In this topic, you will define entrepreneurship as a construct. You will then explore in
detail the three criteria that determine the presence of entrepreneurship. We will
conclude the topic by examining the differences between today's entrepreneur and
the old-style entrepreneur.
Objectives: What is Entrepreneurship?
Upon completion of this topic, you should be able to:
 describe the key elements under which entrepreneurship exists
 identify the importance of each element and how it influences
entrepreneurship
 recognise how the notion of entrepreneurs has changed over the past few
years

2. Definition of Entrepreneurship
Over the past few years, educators, researchers and policy makers have deliberated
a great deal on the subject of entrepreneurship.
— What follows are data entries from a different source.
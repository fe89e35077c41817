mod config;

pub use config::{
    parse_hhmm, AiConfig, BackfillConfig, ChainConfig, Config, DayConfig, PillarConfig,
};

use std::path::PathBuf;

use crate::error::ConfigError;

/// Returns the dayflow data directory, creating it if needed.
///
/// `DAYFLOW_HOME` overrides the location outright. Otherwise this is
/// `~/.config/dayflow/`, or `~/.config/dayflow-dev/` when `DAYFLOW_ENV=dev`.
///
/// # Errors
/// Returns an error if creating the directory fails.
pub fn data_dir() -> Result<PathBuf, ConfigError> {
    let dir = match std::env::var_os("DAYFLOW_HOME") {
        Some(home) => PathBuf::from(home),
        None => {
            let base_dir = dirs::home_dir()
                .unwrap_or_else(|| PathBuf::from("."))
                .join(".config");

            let env = std::env::var("DAYFLOW_ENV").unwrap_or_else(|_| "production".to_string());
            if env == "dev" {
                base_dir.join("dayflow-dev")
            } else {
                base_dir.join("dayflow")
            }
        }
    };

    std::fs::create_dir_all(&dir).map_err(|e| ConfigError::DataDir(format!("{}: {e}", dir.display())))?;
    Ok(dir)
}
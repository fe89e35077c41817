use chrono::NaiveDate;
use clap::Args;

use super::{print_json, CliResult, GlobalOpts, Session};

#[derive(Args)]
pub struct BackfillArgs {
    /// Day to reconstruct (defaults to the current day)
    pub day: Option<NaiveDate>,

    /// Add the reconstructed blocks to the day instead of only showing them
    #[arg(long)]
    pub commit: bool,
}

pub fn run(global: &GlobalOpts, args: BackfillArgs) -> CliResult {
    let mut session = Session::open(global)?;
    let date = args.day.unwrap_or_else(|| session.planner.current_date());

    let blocks = if args.commit {
        let blocks = session.planner.commit_backfill(date)?;
        session.save()?;
        blocks
    } else {
        session.planner.preview_backfill(date)
    };

    if session.json {
        return print_json(&blocks);
    }
    if blocks.is_empty() {
        println!("Nothing to reconstruct for {date}");
        return Ok(());
    }
    for block in &blocks {
        println!(
            "  {}-{}  {} {}  {}",
            session.clock(block.start_time),
            session.clock(block.end_time()),
            block.glyph,
            block.title,
            block.notes.as_deref().unwrap_or_default()
        );
    }
    if !args.commit {
        println!("(preview, use --commit to keep)");
    }
    Ok(())
}
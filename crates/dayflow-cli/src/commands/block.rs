use clap::Subcommand;
use dayflow_core::{GlassState, TimelineCommand};

use super::{print_json, CliResult, GlobalOpts, Session};

#[derive(Subcommand)]
pub enum BlockAction {
    /// Add a block to the current day
    Add {
        /// Block title
        title: String,
        /// Start time (HH:MM)
        #[arg(long)]
        start: String,
        /// Duration in minutes
        #[arg(long)]
        minutes: i64,
        /// Glyph shown next to the title
        #[arg(long)]
        glyph: Option<String>,
        /// Link to a pillar
        #[arg(long)]
        pillar: Option<String>,
        /// Link to a goal
        #[arg(long)]
        goal: Option<String>,
        /// Mark as tentative
        #[arg(long)]
        mist: bool,
    },
    /// Move a block to a new start time
    Move {
        /// Block ID
        id: String,
        /// New start time (HH:MM)
        #[arg(long)]
        start: String,
    },
    /// Change a block's duration
    Resize {
        /// Block ID
        id: String,
        /// New duration in minutes
        #[arg(long)]
        minutes: i64,
    },
    /// Remove a block
    Remove {
        /// Block ID
        id: String,
    },
    /// List the current day's blocks
    List,
}

pub fn run(global: &GlobalOpts, action: BlockAction) -> CliResult {
    let mut session = Session::open(global)?;

    match action {
        BlockAction::Add {
            title,
            start,
            minutes,
            glyph,
            pillar,
            goal,
            mist,
        } => {
            let start = session.at(&start)?;
            let mut block = session
                .planner
                .today()
                .new_block(title, start, super::minutes(minutes)?)?;
            if let Some(glyph) = glyph {
                block = block.with_glyph(glyph);
            }
            if let Some(pillar) = pillar {
                block = block.with_pillar(pillar);
            }
            if let Some(goal) = goal {
                block = block.with_goal(goal);
            }
            if mist {
                block = block.with_state(GlassState::Mist);
            }
            session.planner.execute(TimelineCommand::Add(block.clone()))?;
            session.save()?;
            if session.json {
                print_json(&block)?;
            } else {
                println!("Block added: {}", block.id);
            }
        }
        BlockAction::Move { id, start } => {
            let start_time = session.at(&start)?;
            session.planner.execute(TimelineCommand::Move { id: id.clone(), start_time })?;
            session.save()?;
            println!("Block moved: {id}");
        }
        BlockAction::Resize { id, minutes } => {
            session.planner.execute(TimelineCommand::Resize {
                id: id.clone(),
                duration: super::minutes(minutes)?,
            })?;
            session.save()?;
            println!("Block resized: {id}");
        }
        BlockAction::Remove { id } => {
            session.planner.execute(TimelineCommand::Remove { id: id.clone() })?;
            session.save()?;
            println!("Block removed: {id}");
        }
        BlockAction::List => {
            let today = session.planner.today();
            if session.json {
                return print_json(&today.blocks());
            }
            if today.is_empty() {
                println!("No blocks on {}", today.date());
                return Ok(());
            }
            println!("{}", today.date());
            for block in today.iter() {
                println!(
                    "  {}-{}  {:<8} {} {} ({})",
                    session.clock(block.start_time),
                    session.clock(block.end_time()),
                    block.state.as_str(),
                    block.glyph,
                    block.title,
                    block.id
                );
            }
        }
    }
    Ok(())
}
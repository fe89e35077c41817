use clap::{Parser, Subcommand};
use tracing_subscriber::EnvFilter;

mod commands;

use commands::GlobalOpts;

#[derive(Parser)]
#[command(name = "dayflow", version, about = "Dayflow day planner CLI")]
struct Cli {
    #[command(flatten)]
    global: GlobalOpts,

    #[command(subcommand)]
    command: Commands,
}

#[derive(Subcommand)]
enum Commands {
    /// Time block management
    Block {
        #[command(subcommand)]
        action: commands::block::BlockAction,
    },
    /// Free time on the current day
    Gap {
        #[command(subcommand)]
        action: commands::gap::GapAction,
    },
    /// Chain library and placement
    Chain {
        #[command(subcommand)]
        action: commands::chain::ChainAction,
    },
    /// Pillars and due tracking
    Pillar {
        #[command(subcommand)]
        action: commands::pillar::PillarAction,
    },
    /// Reconstruct a day from its gaps
    Backfill(commands::backfill::BackfillArgs),
    /// AI suggestion routing and approval
    Suggest {
        #[command(subcommand)]
        action: commands::suggest::SuggestAction,
    },
    /// Current day selection
    Day {
        #[command(subcommand)]
        action: commands::day::DayAction,
    },
    /// Configuration management
    Config {
        #[command(subcommand)]
        action: commands::config::ConfigAction,
    },
}

fn init_tracing() {
    let filter = EnvFilter::try_from_env("DAYFLOW_LOG").unwrap_or_else(|_| EnvFilter::new("warn"));

    tracing_subscriber::fmt()
        .with_env_filter(filter)
        .with_target(false)
        .with_writer(std::io::stderr)
        .init();
}

fn main() {
    init_tracing();

    let cli = Cli::parse();
    let result = match cli.command {
        Commands::Block { action } => commands::block::run(&cli.global, action),
        Commands::Gap { action } => commands::gap::run(&cli.global, action),
        Commands::Chain { action } => commands::chain::run(&cli.global, action),
        Commands::Pillar { action } => commands::pillar::run(&cli.global, action),
        Commands::Backfill(args) => commands::backfill::run(&cli.global, args),
        Commands::Suggest { action } => commands::suggest::run(&cli.global, action),
        Commands::Day { action } => commands::day::run(&cli.global, action),
        Commands::Config { action } => commands::config::run(action),
    };

    if let Err(e) = result {
        eprintln!("error: {e}");
        std::process::exit(1);
    }
}
use clap::Subcommand;

use super::{print_json, CliResult, GlobalOpts, Session};

#[derive(Subcommand)]
pub enum GapAction {
    /// Free intervals between the configured day bounds
    List,
    /// Free time directly before a block
    Before {
        /// Block ID
        id: String,
    },
    /// Free time directly after a block
    After {
        /// Block ID
        id: String,
    },
}

pub fn run(global: &GlobalOpts, action: GapAction) -> CliResult {
    let session = Session::open(global)?;

    match action {
        GapAction::List => {
            let gaps = session.planner.free_intervals();
            if session.json {
                return print_json(&gaps);
            }
            if gaps.is_empty() {
                println!("No free time");
            }
            for gap in &gaps {
                println!(
                    "  {}-{}  {} min",
                    session.clock(gap.start_time),
                    session.clock(gap.end_time),
                    gap.duration_minutes()
                );
            }
        }
        GapAction::Before { id } => {
            let gap = session.planner.gap_before(&id)?;
            println!("{} min", gap.num_minutes());
        }
        GapAction::After { id } => {
            let gap = session.planner.gap_after(&id)?;
            println!("{} min", gap.num_minutes());
        }
    }
    Ok(())
}
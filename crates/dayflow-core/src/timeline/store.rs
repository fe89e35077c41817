//! Day timeline store.
//!
//! A `DayTimeline` is the set of blocks anchored to one calendar date. It is
//! the only place blocks are inserted or edited, and every mutation is
//! checked against the day bounds and the non-overlap invariant before
//! anything changes.

use chrono::{
    DateTime, Datelike, Duration, NaiveDate, NaiveTime, TimeZone, Timelike, Utc, Weekday,
};
use serde::{Deserialize, Serialize};

use super::block::{Energy, TimeBlock};
use crate::error::{PlacementError, ValidationError};

/// A mutation request against a timeline.
#[derive(Debug, Clone)]
pub enum TimelineCommand {
    /// Insert a new block
    Add(TimeBlock),
    /// Drag a block to a new start time
    Move { id: String, start_time: DateTime<Utc> },
    /// Change a block's duration, keeping its start
    Resize { id: String, duration: Duration },
    /// Replace a block's contents (matched by id)
    Update(TimeBlock),
    /// Delete a block
    Remove { id: String },
}

/// Blocks of one calendar day, kept sorted by start time.
#[derive(Debug, Clone, Serialize, Deserialize)]
#[serde(try_from = "TimelineRecord")]
pub struct DayTimeline {
    date: NaiveDate,
    utc_offset_minutes: i32,
    blocks: Vec<TimeBlock>,
}

#[derive(Deserialize)]
struct TimelineRecord {
    date: NaiveDate,
    #[serde(default)]
    utc_offset_minutes: i32,
    #[serde(default)]
    blocks: Vec<TimeBlock>,
}

impl TryFrom<TimelineRecord> for DayTimeline {
    type Error = PlacementError;

    fn try_from(record: TimelineRecord) -> Result<Self, Self::Error> {
        let mut timeline = DayTimeline::with_offset(record.date, record.utc_offset_minutes);
        timeline.insert_all(record.blocks)?;
        Ok(timeline)
    }
}

impl DayTimeline {
    /// Empty timeline for a UTC-anchored day.
    pub fn new(date: NaiveDate) -> Self {
        Self::with_offset(date, 0)
    }

    /// Empty timeline whose wall clock is `utc_offset_minutes` east of UTC.
    pub fn with_offset(date: NaiveDate, utc_offset_minutes: i32) -> Self {
        Self {
            date,
            utc_offset_minutes,
            blocks: Vec::new(),
        }
    }

    /// Build a timeline from existing blocks, rejecting overlapping input.
    pub fn from_blocks(
        date: NaiveDate,
        utc_offset_minutes: i32,
        blocks: Vec<TimeBlock>,
    ) -> Result<Self, PlacementError> {
        let mut timeline = Self::with_offset(date, utc_offset_minutes);
        timeline.insert_all(blocks)?;
        Ok(timeline)
    }

    pub fn date(&self) -> NaiveDate {
        self.date
    }

    pub fn weekday(&self) -> Weekday {
        self.date.weekday()
    }

    pub fn utc_offset_minutes(&self) -> i32 {
        self.utc_offset_minutes
    }

    pub fn blocks(&self) -> &[TimeBlock] {
        &self.blocks
    }

    pub fn iter(&self) -> impl Iterator<Item = &TimeBlock> {
        self.blocks.iter()
    }

    pub fn len(&self) -> usize {
        self.blocks.len()
    }

    pub fn is_empty(&self) -> bool {
        self.blocks.is_empty()
    }

    pub fn get(&self, id: &str) -> Option<&TimeBlock> {
        self.blocks.iter().find(|b| b.id == id)
    }

    // ── Wall clock ──────────────────────────────────────────────────────

    /// Absolute instant of a local wall-clock time on this day.
    pub fn local_datetime(&self, time: NaiveTime) -> DateTime<Utc> {
        let naive = self.date.and_time(time) - Duration::minutes(self.utc_offset_minutes as i64);
        Utc.from_utc_datetime(&naive)
    }

    /// Absolute instant of `hour:minute` local time, if valid.
    pub fn at(&self, hour: u32, minute: u32) -> Option<DateTime<Utc>> {
        NaiveTime::from_hms_opt(hour, minute, 0).map(|t| self.local_datetime(t))
    }

    /// Local midnight at the start of the day.
    pub fn start_of_day(&self) -> DateTime<Utc> {
        self.local_datetime(NaiveTime::default())
    }

    /// Local midnight at the start of the following day.
    pub fn next_midnight(&self) -> DateTime<Utc> {
        self.start_of_day() + Duration::days(1)
    }

    /// 23:59:59 local time.
    pub fn end_of_day(&self) -> DateTime<Utc> {
        self.next_midnight() - Duration::seconds(1)
    }

    /// Local wall-clock time of an instant.
    pub fn local_time_of(&self, instant: DateTime<Utc>) -> NaiveTime {
        (instant.naive_utc() + Duration::minutes(self.utc_offset_minutes as i64)).time()
    }

    /// Local calendar date of an instant.
    pub fn local_date_of(&self, instant: DateTime<Utc>) -> NaiveDate {
        (instant.naive_utc() + Duration::minutes(self.utc_offset_minutes as i64)).date()
    }

    /// Energy tag for a local hour of this day.
    pub fn energy_at(&self, instant: DateTime<Utc>) -> Energy {
        Energy::for_hour(self.local_time_of(instant).hour())
    }

    /// New block for this day, tagged with the energy of its local start hour.
    /// Nothing is inserted.
    pub fn new_block(
        &self,
        title: impl Into<String>,
        start_time: DateTime<Utc>,
        duration: Duration,
    ) -> Result<TimeBlock, ValidationError> {
        Ok(TimeBlock::try_new(title, start_time, duration)?.with_energy(self.energy_at(start_time)))
    }

    /// Whether `[start, end)` lies within this calendar day.
    pub fn contains_range(&self, start: DateTime<Utc>, end: DateTime<Utc>) -> bool {
        start >= self.start_of_day() && end <= self.next_midnight()
    }

    // ── Queries ─────────────────────────────────────────────────────────

    /// First block intersecting `[start, end)`, ignoring `ignore_id`.
    pub fn conflict_with(
        &self,
        start: DateTime<Utc>,
        end: DateTime<Utc>,
        ignore_id: Option<&str>,
    ) -> Option<&TimeBlock> {
        self.blocks
            .iter()
            .filter(|b| Some(b.id.as_str()) != ignore_id)
            .find(|b| b.overlaps_range(start, end))
    }

    /// Fail with `OverlapConflict` if `[start, end)` is occupied.
    pub fn check_free(
        &self,
        start: DateTime<Utc>,
        end: DateTime<Utc>,
        ignore_id: Option<&str>,
    ) -> Result<(), PlacementError> {
        match self.conflict_with(start, end, ignore_id) {
            Some(block) => Err(PlacementError::OverlapConflict {
                start,
                end,
                conflicting_id: block.id.clone(),
                conflicting_title: block.title.clone(),
            }),
            None => Ok(()),
        }
    }

    /// Whether a block of `duration` could start at `start`.
    pub fn is_slot_available(&self, start: DateTime<Utc>, duration: Duration) -> bool {
        duration > Duration::zero() && self.conflict_with(start, start + duration, None).is_none()
    }

    /// Whether no two blocks intersect.
    pub fn is_overlap_free(&self) -> bool {
        self.blocks
            .windows(2)
            .all(|pair| pair[0].end_time() <= pair[1].start_time)
    }

    // ── Mutation ────────────────────────────────────────────────────────

    /// Apply a single command atomically.
    ///
    /// Returns the previous version of the affected block for `Move`,
    /// `Resize`, `Update` and `Remove`; `None` for `Add`.
    pub fn apply(&mut self, command: TimelineCommand) -> Result<Option<TimeBlock>, PlacementError> {
        match command {
            TimelineCommand::Add(block) => {
                self.insert_all(vec![block])?;
                Ok(None)
            }
            TimelineCommand::Move { id, start_time } => {
                let mut updated = self.require(&id)?.clone();
                updated.start_time = start_time;
                self.replace(updated).map(Some)
            }
            TimelineCommand::Resize { id, duration } => {
                let mut updated = self.require(&id)?.clone();
                updated.duration_seconds = duration.num_seconds();
                self.replace(updated).map(Some)
            }
            TimelineCommand::Update(block) => self.replace(block).map(Some),
            TimelineCommand::Remove { id } => {
                let index = self.index_of(&id)?;
                Ok(Some(self.blocks.remove(index)))
            }
        }
    }

    /// Insert a batch of blocks, all or nothing.
    ///
    /// Each block must lie within the day and is checked against the
    /// existing timeline and against the blocks earlier in the batch.
    pub fn insert_all(&mut self, blocks: Vec<TimeBlock>) -> Result<(), PlacementError> {
        for (i, block) in blocks.iter().enumerate() {
            self.validate_block(block)?;
            let duplicate = self.get(&block.id).is_some()
                || blocks[..i].iter().any(|b| b.id == block.id);
            if duplicate {
                return Err(PlacementError::InvalidBlock {
                    id: block.id.clone(),
                    reason: "duplicate block id".into(),
                });
            }
            self.check_free(block.start_time, block.end_time(), None)?;
            if let Some(earlier) = blocks[..i].iter().find(|b| b.overlaps(block)) {
                return Err(PlacementError::OverlapConflict {
                    start: block.start_time,
                    end: block.end_time(),
                    conflicting_id: earlier.id.clone(),
                    conflicting_title: earlier.title.clone(),
                });
            }
        }

        self.blocks.extend(blocks);
        self.sort();
        Ok(())
    }

    fn replace(&mut self, block: TimeBlock) -> Result<TimeBlock, PlacementError> {
        self.validate_block(&block)?;
        let index = self.index_of(&block.id)?;
        self.check_free(block.start_time, block.end_time(), Some(&block.id))?;
        let previous = std::mem::replace(&mut self.blocks[index], block);
        self.sort();
        Ok(previous)
    }

    fn validate_block(&self, block: &TimeBlock) -> Result<(), PlacementError> {
        if block.duration_seconds <= 0 {
            return Err(PlacementError::InvalidBlock {
                id: block.id.clone(),
                reason: format!("duration must be positive, got {}s", block.duration_seconds),
            });
        }
        // Checked before `end_time` so an absurd duration cannot overflow.
        if block.start_time < self.start_of_day()
            || block.start_time >= self.next_midnight()
            || block.duration_seconds > (self.next_midnight() - block.start_time).num_seconds()
        {
            return Err(PlacementError::OutsideDay {
                start: block.start_time,
                end: Duration::try_seconds(block.duration_seconds)
                    .and_then(|d| block.start_time.checked_add_signed(d))
                    .unwrap_or(block.start_time),
            });
        }
        Ok(())
    }

    fn require(&self, id: &str) -> Result<&TimeBlock, PlacementError> {
        self.get(id)
            .ok_or_else(|| PlacementError::UnknownBlock(id.to_string()))
    }

    fn index_of(&self, id: &str) -> Result<usize, PlacementError> {
        self.blocks
            .iter()
            .position(|b| b.id == id)
            .ok_or_else(|| PlacementError::UnknownBlock(id.to_string()))
    }

    fn sort(&mut self) {
        self.blocks.sort_by_key(|b| b.start_time);
    }
}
This is primarily because new
ventures play a considerable role in economic growth. Moreover, a number of people
choose entrepreneurship because it seems to offer greater economic and
psychological rewards.
However, despite all the discussion and attention paid to the subject of
entrepreneurship, a fundamental question remains unanswered: What is
entrepreneurship? Many definitions of entrepreneurship can be found in the literature
describing economic and business evolution over the centuries.
Entrepreneurship can be defined as "the creation of an innovative economic
organisation or network of organisations for the purpose of gain or growth, under
conditions of risk and uncertainty".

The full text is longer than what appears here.